Universitas Syiah Kuala | ELECTRONIC THESES AND DISSERTATION

Electronic Theses and Dissertation

Universitas Syiah Kuala

    THESES
Said Miftahul Fahmi, PLACE NAMES ON THE WEST COAST OF ACEH: A STUDY OF ETYMOLOGY, TOPONYMY AND ECOSYSTEM. Banda Aceh Program Studi Magister Pendidikan Bahasa Inggris Universitas Syiah Kuala,2023

Penamaan tempat memiliki peran penting dalam menentukan identitas suatu lokasi dan masyarakatnya. penelitian ini berfokus pada proses penamaan tempat di aceh, khususnya di wilayah kabupaten aceh barat dan nagan raya. dengan menganalisis 29 desa di sepanjang pantai barat aceh, penelitian ini menyelidiki faktor-faktor yang memengaruhi penamaan tempat-tempat tersebut dan mengungkap pola-pola. temuan penelitian ini mengungkapkan bahwa fitur geografis mendominasi pola penamaan, dengan 14 desa dinamai berdasarkan unsur-unsur alam seperti pohon dan kolam, mencerminkan hubungan kuat antara masyarakat dengan lingkungannya. selain itu, dalam artikel ini, penelitian juga mengidentifikasi pola-pola penamaan lainnya, termasuk peristiwa sejarah, asal-usul penduduk, fitur geografis, bangunan bersejarah, dan cerita rakyat lokal, yang memamerkan warisan budaya yang kaya dan hubungan yang mendalam antara masyarakat dengan tanah mereka. penelitian ini memberikan kontribusi terhadap literatur toponimi di aceh, mengisi kesenjangan penting dalam pengetahuan yang sudah ada. kurangnya informasi komprehensif dan referensi mengenai toponimi di aceh telah menyebabkan spekulasi tentang asal-usul nama tempat. temuan penelitian ini memberikan wawasan berharga tentang etimologi nama tempat, memungkinkan pemahaman yang lebih baik tentang identitas budaya dan signifikansi sejarah komunitas-komunitas ini.



Abstract

Place names play a significant role in defining the identity of a location and its people. This research focuses on the process of naming places in Aceh, specifically in the districts of West Aceh and Nagan Raya. By analyzing 29 villages along the west coast of Aceh, the study investigates the factors that influence the naming of these places and uncovers patterns. The research findings reveal that geographical features dominate the naming patterns, with 14 villages named after natural elements such as trees and ponds, reflecting the strong bond between the communities and their environment.

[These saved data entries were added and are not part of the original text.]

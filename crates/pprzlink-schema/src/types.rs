use std::fmt;

use serde::{Deserialize, Serialize};

/// Scalar element type of a field.
#[derive(Debug, Clone, Copy, PartialEq, Eq, Hash, Serialize, Deserialize)]
#[serde(rename_all = "lowercase")]
pub enum BaseType {
    Int8,
    Uint8,
    Int16,
    Uint16,
    Int32,
    Uint32,
    Int64,
    Uint64,
    Float,
    Double,
    Char,
}

impl BaseType {
    /// Parse a base type name. Both `uint8` and `uint8_t` spellings are accepted.
    pub fn parse(name: &str) -> Option<Self> {
        let name = name.strip_suffix("_t").unwrap_or(name);
        let ty = match name {
            "int8" => Self::Int8,
            "uint8" => Self::Uint8,
            "int16" => Self::Int16,
            "uint16" => Self::Uint16,
            "int32" => Self::Int32,
            "uint32" => Self::Uint32,
            "int64" => Self::Int64,
            "uint64" => Self::Uint64,
            "float" => Self::Float,
            "double" => Self::Double,
            "char" => Self::Char,
            _ => return None,
        };
        Some(ty)
    }

    /// Encoded width of one element in bytes.
    pub fn width(self) -> usize {
        match self {
            Self::Int8 | Self::Uint8 | Self::Char => 1,
            Self::Int16 | Self::Uint16 => 2,
            Self::Int32 | Self::Uint32 | Self::Float => 4,
            Self::Int64 | Self::Uint64 | Self::Double => 8,
        }
    }

    /// Canonical schema spelling (`uint8`, `float`, ...).
    pub fn name(self) -> &'static str {
        match self {
            Self::Int8 => "int8",
            Self::Uint8 => "uint8",
            Self::Int16 => "int16",
            Self::Uint16 => "uint16",
            Self::Int32 => "int32",
            Self::Uint32 => "uint32",
            Self::Int64 => "int64",
            Self::Uint64 => "uint64",
            Self::Float => "float",
            Self::Double => "double",
            Self::Char => "char",
        }
    }

    /// C spelling (`uint8_t`, `float`, ...).
    pub fn c_name(self) -> &'static str {
        match self {
            Self::Int8 => "int8_t",
            Self::Uint8 => "uint8_t",
            Self::Int16 => "int16_t",
            Self::Uint16 => "uint16_t",
            Self::Int32 => "int32_t",
            Self::Uint32 => "uint32_t",
            Self::Int64 => "int64_t",
            Self::Uint64 => "uint64_t",
            Self::Float => "float",
            Self::Double => "double",
            Self::Char => "char",
        }
    }

    pub fn is_float(self) -> bool {
        matches!(self, Self::Float | Self::Double)
    }

    pub fn is_signed(self) -> bool {
        matches!(self, Self::Int8 | Self::Int16 | Self::Int32 | Self::Int64)
    }

    pub fn is_unsigned(self) -> bool {
        matches!(self, Self::Uint8 | Self::Uint16 | Self::Uint32 | Self::Uint64)
    }

    pub fn is_integer(self) -> bool {
        self.is_signed() || self.is_unsigned()
    }
}

impl fmt::Display for BaseType {
    fn fmt(&self, f: &mut fmt::Formatter<'_>) -> fmt::Result {
        f.write_str(self.name())
    }
}

/// Largest payload any frame carries, hence the widest field a message can
/// have.
pub const MAX_FIELD_WIDTH: usize = u8::MAX as usize - 6;

/// Array shape of a field.
#[derive(Debug, Clone, Copy, PartialEq, Eq, Hash, Serialize, Deserialize)]
#[serde(tag = "kind", content = "len", rename_all = "lowercase")]
pub enum ArrayKind {
    None,
    Fixed(usize),
    Variable,
}

/// Fully resolved field type: scalar kind × array kind.
#[derive(Debug, Clone, Copy, PartialEq, Eq, Hash, Serialize, Deserialize)]
pub struct FieldType {
    pub base: BaseType,
    pub array: ArrayKind,
}

impl FieldType {
    pub const fn scalar(base: BaseType) -> Self {
        Self {
            base,
            array: ArrayKind::None,
        }
    }

    pub const fn fixed(base: BaseType, len: usize) -> Self {
        Self {
            base,
            array: ArrayKind::Fixed(len),
        }
    }

    pub const fn variable(base: BaseType) -> Self {
        Self {
            base,
            array: ArrayKind::Variable,
        }
    }

    /// Parse a schema type string: `uint8`, `float[3]`, `int16[]`, `string`.
    ///
    /// `string` is sugar for `char[]`.
    pub fn parse(text: &str) -> Option<Self> {
        let text = text.trim();
        if text == "string" {
            return Some(Self::variable(BaseType::Char));
        }

        let Some(open) = text.find('[') else {
            return BaseType::parse(text).map(Self::scalar);
        };

        let inner = text[open + 1..].strip_suffix(']')?;
        let base = BaseType::parse(&text[..open])?;
        if inner.is_empty() {
            return Some(Self::variable(base));
        }
        let len: usize = inner.trim().parse().ok()?;
        len.checked_mul(base.width())?;
        Some(Self::fixed(base, len))
    }

    pub fn is_array(&self) -> bool {
        !matches!(self.array, ArrayKind::None)
    }

    pub fn is_variable(&self) -> bool {
        matches!(self.array, ArrayKind::Variable)
    }

    /// Char arrays carry text.
    pub fn is_text(&self) -> bool {
        self.base == BaseType::Char && self.is_array()
    }

    /// Encoded width when it does not depend on the value, i.e. for everything
    /// except Variable arrays.
    pub fn static_width(&self) -> Option<usize> {
        match self.array {
            ArrayKind::None => Some(self.base.width()),
            ArrayKind::Fixed(n) => Some(n.saturating_mul(self.base.width())),
            ArrayKind::Variable => None,
        }
    }

    /// Smallest encoded width: a Variable array costs at least its count byte.
    pub fn min_width(&self) -> usize {
        self.static_width().unwrap_or(1)
    }
}

impl fmt::Display for FieldType {
    fn fmt(&self, f: &mut fmt::Formatter<'_>) -> fmt::Result {
        match self.array {
            ArrayKind::None => write!(f, "{}", self.base),
            ArrayKind::Fixed(n) => write!(f, "{}[{n}]", self.base),
            ArrayKind::Variable => write!(f, "{}[]", self.base),
        }
    }
}

#[cfg(test)]
mod tests {
    use super::*;

    #[test]
    fn parses_scalars_with_and_without_suffix() {
        assert_eq!(
            FieldType::parse("uint16"),
            Some(FieldType::scalar(BaseType::Uint16))
        );
        assert_eq!(
            FieldType::parse("int32_t"),
            Some(FieldType::scalar(BaseType::Int32))
        );
        assert_eq!(
            FieldType::parse("double"),
            Some(FieldType::scalar(BaseType::Double))
        );
    }

    #[test]
    fn parses_array_syntax() {
        assert_eq!(
            FieldType::parse("float[3]"),
            Some(FieldType::fixed(BaseType::Float, 3))
        );
        assert_eq!(
            FieldType::parse("uint8[]"),
            Some(FieldType::variable(BaseType::Uint8))
        );
        assert_eq!(
            FieldType::parse("string"),
            Some(FieldType::variable(BaseType::Char))
        );
    }

    #[test]
    fn rejects_unknown_and_malformed_types() {
        assert_eq!(FieldType::parse("bool"), None);
        assert_eq!(FieldType::parse("uint8[x]"), None);
        assert_eq!(FieldType::parse("uint8[3"), None);
        assert_eq!(FieldType::parse("[]"), None);
        assert_eq!(FieldType::parse("uint64[3000000000000000000]"), None);
    }

    #[test]
    fn widths() {
        assert_eq!(FieldType::parse("int16[4]").unwrap().static_width(), Some(8));
        assert_eq!(FieldType::parse("uint64").unwrap().static_width(), Some(8));
        assert_eq!(FieldType::parse("char[]").unwrap().static_width(), None);
        assert_eq!(FieldType::parse("char[]").unwrap().min_width(), 1);
        assert_eq!(
            FieldType::fixed(BaseType::Uint64, usize::MAX).static_width(),
            Some(usize::MAX)
        );
    }

    #[test]
    fn display_is_canonical() {
        assert_eq!(FieldType::parse("uint8_t[2]").unwrap().to_string(), "uint8[2]");
        assert_eq!(FieldType::parse("string").unwrap().to_string(), "char[]");
    }
}
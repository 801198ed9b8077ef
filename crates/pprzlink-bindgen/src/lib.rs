//! Accessor descriptors for pprzlink message payloads.
//!
//! Generation runs in two stages. [`generate`] replays the payload encoding
//! order of every message and produces a [`Bindings`] value holding, per
//! field, its byte offset, widths and backend-specific getter/setter
//! expressions. An [`Emitter`] then only formats that value.
//!
//! Offsets count the header id bytes (2 for protocol 1.0, 4 for 2.0) so
//! they index the frame body handed out by the parser directly.
//!
//! A Variable array makes every later offset depend on a count byte read
//! at runtime. [`CBackend`] refuses such messages; [`RustBackend`] expresses
//! those offsets relative to the end of the array.

pub mod backend;
pub mod descriptor;
pub mod emit;
pub mod error;
pub mod generator;

pub use backend::{backend_by_name, Backend, CBackend, Position, RustBackend, Site, BACKENDS};
pub use descriptor::{Bindings, ByteOffset, FieldAccessor, LengthAccessor, MessageBinding};
pub use emit::{emitter_by_name, Emitter, JsonEmitter, ListingEmitter, EMITTERS};
pub use error::{BindgenError, Result};
pub use generator::{generate, generate_class, message_binding};
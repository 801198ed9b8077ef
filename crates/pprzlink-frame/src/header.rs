//! Protocol versions and their header layouts.
//!
//! ```text
//! v1.0: STX | length | sender_id | msg_id | payload | ck_a | ck_b
//! v2.0: STX | length | sender_id | receiver_id | comp<<4 | class | msg_id | payload | ck_a | ck_b
//! ```
//!
//! `length` counts the whole frame, STX and checksum included.

use std::fmt;
use std::str::FromStr;

use bytes::BufMut;

/// Start-of-frame byte.
pub const STX: u8 = 0x99;

/// Bytes every frame carries besides its header ids and payload:
/// STX, length, ck_a, ck_b.
pub const TRANSPORT_OVERHEAD: usize = 4;

/// Wire protocol version.
#[derive(Debug, Clone, Copy, PartialEq, Eq, Hash, Default)]
pub enum ProtocolVersion {
    V1,
    #[default]
    V2,
}

impl ProtocolVersion {
    /// Id bytes between the length byte and the payload.
    pub const fn header_len(self) -> usize {
        match self {
            Self::V1 => 2,
            Self::V2 => 4,
        }
    }

    /// Total frame length for an empty payload.
    pub const fn frame_overhead(self) -> usize {
        TRANSPORT_OVERHEAD + self.header_len()
    }

    /// Largest payload whose frame length still fits in one byte.
    pub const fn max_payload(self) -> usize {
        u8::MAX as usize - self.frame_overhead()
    }

    pub const fn as_str(self) -> &'static str {
        match self {
            Self::V1 => "1.0",
            Self::V2 => "2.0",
        }
    }
}

impl fmt::Display for ProtocolVersion {
    fn fmt(&self, f: &mut fmt::Formatter<'_>) -> fmt::Result {
        f.write_str(self.as_str())
    }
}

/// Unrecognized protocol version string.
#[derive(Debug, Clone, PartialEq, Eq, thiserror::Error)]
#[error("unknown protocol version '{0}' (expected 1.0 or 2.0)")]
pub struct UnknownVersion(pub String);

impl FromStr for ProtocolVersion {
    type Err = UnknownVersion;

    fn from_str(s: &str) -> Result<Self, Self::Err> {
        match s.trim() {
            "1" | "1.0" | "v1" => Ok(Self::V1),
            "2" | "2.0" | "v2" => Ok(Self::V2),
            other => Err(UnknownVersion(other.to_string())),
        }
    }
}

/// Addressing fields of a frame.
///
/// v1.0 frames only carry `sender_id` and `msg_id`; the class comes from the
/// link configuration and `receiver_id`/`component_id` are zero.
#[derive(Debug, Clone, Copy, PartialEq, Eq, Hash, Default)]
pub struct FrameHeader {
    pub sender_id: u8,
    pub receiver_id: u8,
    /// 4-bit sub-address behind one link (v2.0 only).
    pub component_id: u8,
    /// 4-bit class id on the wire (v2.0 only).
    pub class_id: u8,
    pub msg_id: u8,
}

impl FrameHeader {
    pub fn new(sender_id: u8, class_id: u8, msg_id: u8) -> Self {
        Self {
            sender_id,
            class_id,
            msg_id,
            ..Self::default()
        }
    }

    pub fn with_receiver(mut self, receiver_id: u8) -> Self {
        self.receiver_id = receiver_id;
        self
    }

    pub fn with_component(mut self, component_id: u8) -> Self {
        self.component_id = component_id;
        self
    }

    /// v2.0 packed byte: component in the high nibble, class in the low one.
    pub fn comp_class(&self) -> u8 {
        ((self.component_id & 0x0F) << 4) | (self.class_id & 0x0F)
    }

    /// Append the id bytes for `version`.
    pub fn put<B: BufMut>(&self, version: ProtocolVersion, dst: &mut B) {
        match version {
            ProtocolVersion::V1 => {
                dst.put_u8(self.sender_id);
                dst.put_u8(self.msg_id);
            }
            ProtocolVersion::V2 => {
                dst.put_u8(self.sender_id);
                dst.put_u8(self.receiver_id);
                dst.put_u8(self.comp_class());
                dst.put_u8(self.msg_id);
            }
        }
    }

    /// Read the id bytes at the start of a frame body (the bytes between
    /// `length` and the checksum). Returns `None` if `body` is too short.
    pub fn read(version: ProtocolVersion, body: &[u8], link_class_id: u8) -> Option<Self> {
        if body.len() < version.header_len() {
            return None;
        }
        let header = match version {
            ProtocolVersion::V1 => Self {
                sender_id: body[0],
                receiver_id: 0,
                component_id: 0,
                class_id: link_class_id,
                msg_id: body[1],
            },
            ProtocolVersion::V2 => Self {
                sender_id: body[0],
                receiver_id: body[1],
                component_id: (body[2] & 0xF0) >> 4,
                class_id: body[2] & 0x0F,
                msg_id: body[3],
            },
        };
        Some(header)
    }
}

#[cfg(test)]
mod tests {
    use super::*;

    #[test]
    fn version_layouts() {
        assert_eq!(ProtocolVersion::V1.frame_overhead(), 6);
        assert_eq!(ProtocolVersion::V2.frame_overhead(), 8);
        assert_eq!(ProtocolVersion::V1.max_payload(), 249);
        assert_eq!(ProtocolVersion::V2.max_payload(), 247);
    }

    #[test]
    fn version_parse_and_display() {
        assert_eq!("1.0".parse::<ProtocolVersion>(), Ok(ProtocolVersion::V1));
        assert_eq!("2".parse::<ProtocolVersion>(), Ok(ProtocolVersion::V2));
        assert!("3.0".parse::<ProtocolVersion>().is_err());
        assert_eq!(ProtocolVersion::V2.to_string(), "2.0");
    }

    #[test]
    fn v2_header_packs_component_and_class() {
        let header = FrameHeader::new(7, 2, 40)
            .with_receiver(9)
            .with_component(3);
        let mut out = Vec::new();
        header.put(ProtocolVersion::V2, &mut out);
        assert_eq!(out, [7, 9, 0x32, 40]);

        let back = FrameHeader::read(ProtocolVersion::V2, &out, 0).unwrap();
        assert_eq!(back, header);
    }

    #[test]
    fn v1_header_takes_class_from_link() {
        let mut out = Vec::new();
        FrameHeader::new(5, 1, 8).put(ProtocolVersion::V1, &mut out);
        assert_eq!(out, [5, 8]);

        let back = FrameHeader::read(ProtocolVersion::V1, &out, 2).unwrap();
        assert_eq!(back, FrameHeader::new(5, 2, 8));
        assert!(FrameHeader::read(ProtocolVersion::V2, &out, 0).is_none());
    }
}
/// Controls schema document loading.
#[derive(Debug, Clone, Copy, PartialEq, Eq)]
pub struct SchemaConfig {
    /// Maximum bytes allowed for a schema document read from disk.
    pub max_schema_file_size: usize,
    /// When true, schema documents reached through a symlink are refused.
    pub reject_symlinks: bool,
}

impl Default for SchemaConfig {
    fn default() -> Self {
        Self {
            max_schema_file_size: 4 * 1024 * 1024,
            reject_symlinks: true,
        }
    }
}
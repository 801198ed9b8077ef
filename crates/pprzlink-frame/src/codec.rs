use bytes::{BufMut, Bytes, BytesMut};

use crate::checksum::Checksum;
use crate::error::{FrameError, Result};
use crate::header::{FrameHeader, ProtocolVersion, STX};

/// Link-level framing settings.
#[derive(Debug, Clone, Copy, PartialEq, Eq)]
pub struct FrameConfig {
    /// Header layout spoken on the link.
    pub version: ProtocolVersion,
    /// Class assigned to v1.0 frames, whose header carries no class id.
    pub link_class_id: u8,
}

impl Default for FrameConfig {
    fn default() -> Self {
        Self {
            version: ProtocolVersion::V2,
            link_class_id: 1,
        }
    }
}

impl FrameConfig {
    pub fn v1(link_class_id: u8) -> Self {
        Self {
            version: ProtocolVersion::V1,
            link_class_id,
        }
    }

    pub fn v2() -> Self {
        Self::default()
    }
}

/// A validated frame: checksum verified, header ids split from the payload.
#[derive(Debug, Clone, PartialEq, Eq)]
pub struct Frame {
    pub version: ProtocolVersion,
    pub header: FrameHeader,
    /// Message payload without header ids.
    pub payload: Bytes,
}

impl Frame {
    pub fn new(version: ProtocolVersion, header: FrameHeader, payload: impl Into<Bytes>) -> Self {
        Self {
            version,
            header,
            payload: payload.into(),
        }
    }

    /// Split a frame body (the bytes between `length` and the checksum).
    pub fn from_body(body: &[u8], config: &FrameConfig) -> Option<Self> {
        let header = FrameHeader::read(config.version, body, config.link_class_id)?;
        let payload = Bytes::copy_from_slice(&body[config.version.header_len()..]);
        Some(Self::new(config.version, header, payload))
    }

    /// Total bytes on the wire, STX and checksum included.
    pub fn wire_size(&self) -> usize {
        self.version.frame_overhead() + self.payload.len()
    }

    pub fn encode(&self, dst: &mut BytesMut) -> Result<()> {
        encode_frame(self.version, &self.header, &self.payload, dst)
    }
}

/// Append one complete frame to `dst`.
///
/// ```text
/// STX | length | header ids | payload | ck_a | ck_b
/// ```
pub fn encode_frame(
    version: ProtocolVersion,
    header: &FrameHeader,
    payload: &[u8],
    dst: &mut BytesMut,
) -> Result<()> {
    let max = version.max_payload();
    if payload.len() > max {
        return Err(FrameError::PayloadTooLarge {
            size: payload.len(),
            max,
        });
    }
    let length = (version.frame_overhead() + payload.len()) as u8;

    dst.reserve(length as usize);
    dst.put_u8(STX);
    let body_start = dst.len() + 1;
    dst.put_u8(length);
    header.put(version, dst);
    dst.put_slice(payload);

    let sum = Checksum::compute(length, &dst[body_start..]);
    dst.put_u8(sum.ck_a);
    dst.put_u8(sum.ck_b);
    Ok(())
}
use pprzlink_frame::ProtocolVersion;
use pprzlink_schema::{ArrayKind, MessageClass, MessageDefinition, SchemaModel};
use tracing::debug;

use crate::backend::{Backend, Position, Site};
use crate::descriptor::{Bindings, ByteOffset, FieldAccessor, LengthAccessor, MessageBinding};
use crate::error::{BindgenError, Result};

/// Next free byte while walking a message in encoding order.
enum Cursor {
    Static(usize),
    Dynamic {
        after_field: String,
        end: String,
        relative: usize,
    },
}

impl Cursor {
    fn position(&self) -> Position {
        match self {
            Self::Static(offset) => Position {
                offset: ByteOffset::Static { offset: *offset },
                expr: offset.to_string(),
            },
            Self::Dynamic {
                after_field,
                end,
                relative,
            } => Position {
                offset: ByteOffset::Dynamic {
                    after_field: after_field.clone(),
                    relative: *relative,
                },
                expr: if *relative == 0 {
                    end.clone()
                } else {
                    format!("{end} + {relative}")
                },
            },
        }
    }

    fn advance(&mut self, n: usize) {
        match self {
            Self::Static(offset) => *offset += n,
            Self::Dynamic { relative, .. } => *relative += n,
        }
    }
}

/// Accessor descriptors for every message of the schema, classes and
/// messages in schema order.
///
/// The output depends on nothing but the arguments.
pub fn generate(
    schema: &SchemaModel,
    version: ProtocolVersion,
    backend: &dyn Backend,
) -> Result<Bindings> {
    let mut messages = Vec::with_capacity(schema.message_count());
    for class in schema.classes() {
        messages.extend(class_bindings(class, version, backend)?);
    }
    debug!(
        backend = backend.name(),
        protocol = %version,
        messages = messages.len(),
        "generated bindings"
    );
    Ok(Bindings {
        protocol: version.as_str().to_string(),
        backend: backend.name().to_string(),
        messages,
    })
}

/// Same as [`generate`] restricted to one class.
pub fn generate_class(
    schema: &SchemaModel,
    class: &str,
    version: ProtocolVersion,
    backend: &dyn Backend,
) -> Result<Bindings> {
    let class = schema
        .class(class)
        .ok_or_else(|| BindgenError::UnknownClass(class.to_string()))?;
    Ok(Bindings {
        protocol: version.as_str().to_string(),
        backend: backend.name().to_string(),
        messages: class_bindings(class, version, backend)?,
    })
}

fn class_bindings(
    class: &MessageClass,
    version: ProtocolVersion,
    backend: &dyn Backend,
) -> Result<Vec<MessageBinding>> {
    class
        .messages()
        .iter()
        .map(|message| message_binding(message, version, backend))
        .collect()
}

/// Walk the fields in encoding order, accumulating widths from the end of
/// the header ids.
pub fn message_binding(
    message: &MessageDefinition,
    version: ProtocolVersion,
    backend: &dyn Backend,
) -> Result<MessageBinding> {
    let mut cursor = Cursor::Static(version.header_len());
    let mut fields = Vec::with_capacity(message.fields.len());

    for field in &message.fields {
        if let Cursor::Dynamic { after_field, .. } = &cursor {
            if backend.requires_variable_last() {
                return Err(BindgenError::VariableFieldNotLast {
                    class: message.class_name.clone(),
                    message: message.name.clone(),
                    field: after_field.clone(),
                });
            }
        }

        let ty = field.field_type;
        let element_width = ty.base.width();

        let accessor = if ty.array == ArrayKind::Variable {
            let count = cursor.position();
            cursor.advance(1);
            let at = cursor.position();
            let site = Site {
                field,
                at: &at,
                count: Some(&count),
            };
            let accessor = FieldAccessor {
                name: field.name.clone(),
                field_type: ty.to_string(),
                offset: at.offset.clone(),
                element_width,
                width: None,
                elements: None,
                getter: backend.getter(&site),
                setter: backend.setter(&site),
                length: Some(LengthAccessor {
                    offset: count.offset.clone(),
                    getter: backend.length_getter(&site),
                }),
            };
            cursor = Cursor::Dynamic {
                after_field: field.name.clone(),
                end: backend.variable_end(&site),
                relative: 0,
            };
            accessor
        } else {
            let width = ty.min_width();
            let at = cursor.position();
            let site = Site {
                field,
                at: &at,
                count: None,
            };
            let accessor = FieldAccessor {
                name: field.name.clone(),
                field_type: ty.to_string(),
                offset: at.offset.clone(),
                element_width,
                width: Some(width),
                elements: match ty.array {
                    ArrayKind::Fixed(n) => Some(n),
                    _ => None,
                },
                getter: backend.getter(&site),
                setter: backend.setter(&site),
                length: None,
            };
            cursor.advance(width);
            accessor
        };
        fields.push(accessor);
    }

    Ok(MessageBinding {
        class: message.class_name.clone(),
        class_id: message.class_id,
        name: message.name.clone(),
        id: message.id,
        fields,
    })
}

Additionally, in this article, the study also identifies other naming patterns, including historical events, people's origins, geographical features, historical buildings, and local folklore, which showcase the rich cultural heritage and deep-rooted connections of the communities with their land. This research contributes to the literature on toponymy in Aceh, filling a critical gap in the existing knowledge. The lack of comprehensive information and references on toponymy in Aceh has led to speculation about the origins of place names. The study's findings provide valuable insights into the etymology of place names, enabling a better understanding of the cultural identity and historical significance of these communities.